What this task involves:
Across the listing below, count the lines that mention the string "stored". Reply with the figure only.

Data shown:
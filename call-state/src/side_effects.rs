use std::rc::Rc;

/// Optional observers invoked as a call moves through its transitions.
///
/// Each callback runs right after the matching state event has been
/// dispatched. An absent callback is skipped.
pub struct SideEffects<A, T, E> {
    on_fetching: Option<Rc<dyn Fn(&A)>>,
    on_response: Option<Rc<dyn Fn(&T)>>,
    on_error: Option<Rc<dyn Fn(&E)>>,
}

impl<A, T, E> Default for SideEffects<A, T, E> {
    fn default() -> Self {
        Self {
            on_fetching: None,
            on_response: None,
            on_error: None,
        }
    }
}

// Manual impl so that A, T and E don't need to be Clone.
impl<A, T, E> Clone for SideEffects<A, T, E> {
    fn clone(&self) -> Self {
        Self {
            on_fetching: self.on_fetching.clone(),
            on_response: self.on_response.clone(),
            on_error: self.on_error.clone(),
        }
    }
}

impl<A, T, E> SideEffects<A, T, E> {
    /// No callbacks.
    pub fn none() -> Self {
        Self::default()
    }

    /// Called with the call arguments after the call is marked as loading,
    /// before the call function runs.
    pub fn on_fetching(mut self, f: impl Fn(&A) + 'static) -> Self {
        self.on_fetching = Some(Rc::new(f));
        self
    }

    /// Called with the resolved value after it is stored.
    pub fn on_response(mut self, f: impl Fn(&T) + 'static) -> Self {
        self.on_response = Some(Rc::new(f));
        self
    }

    /// Called with the error after it is stored.
    pub fn on_error(mut self, f: impl Fn(&E) + 'static) -> Self {
        self.on_error = Some(Rc::new(f));
        self
    }

    pub(crate) fn fetching(&self, args: &A) {
        if let Some(f) = &self.on_fetching {
            f(args);
        }
    }

    pub(crate) fn response(&self, data: &T) {
        if let Some(f) = &self.on_response {
            f(data);
        }
    }

    pub(crate) fn error(&self, error: &E) {
        if let Some(f) = &self.on_error {
            f(error);
        }
    }
}
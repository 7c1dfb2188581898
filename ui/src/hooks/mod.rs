pub mod use_api_call;

pub use use_api_call::{
    ApiCallHandle, CallView, ReducibleCallState, use_api_call,
    use_api_call_with_options, use_api_call_with_side_effects,
};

Answer to this exercise:
2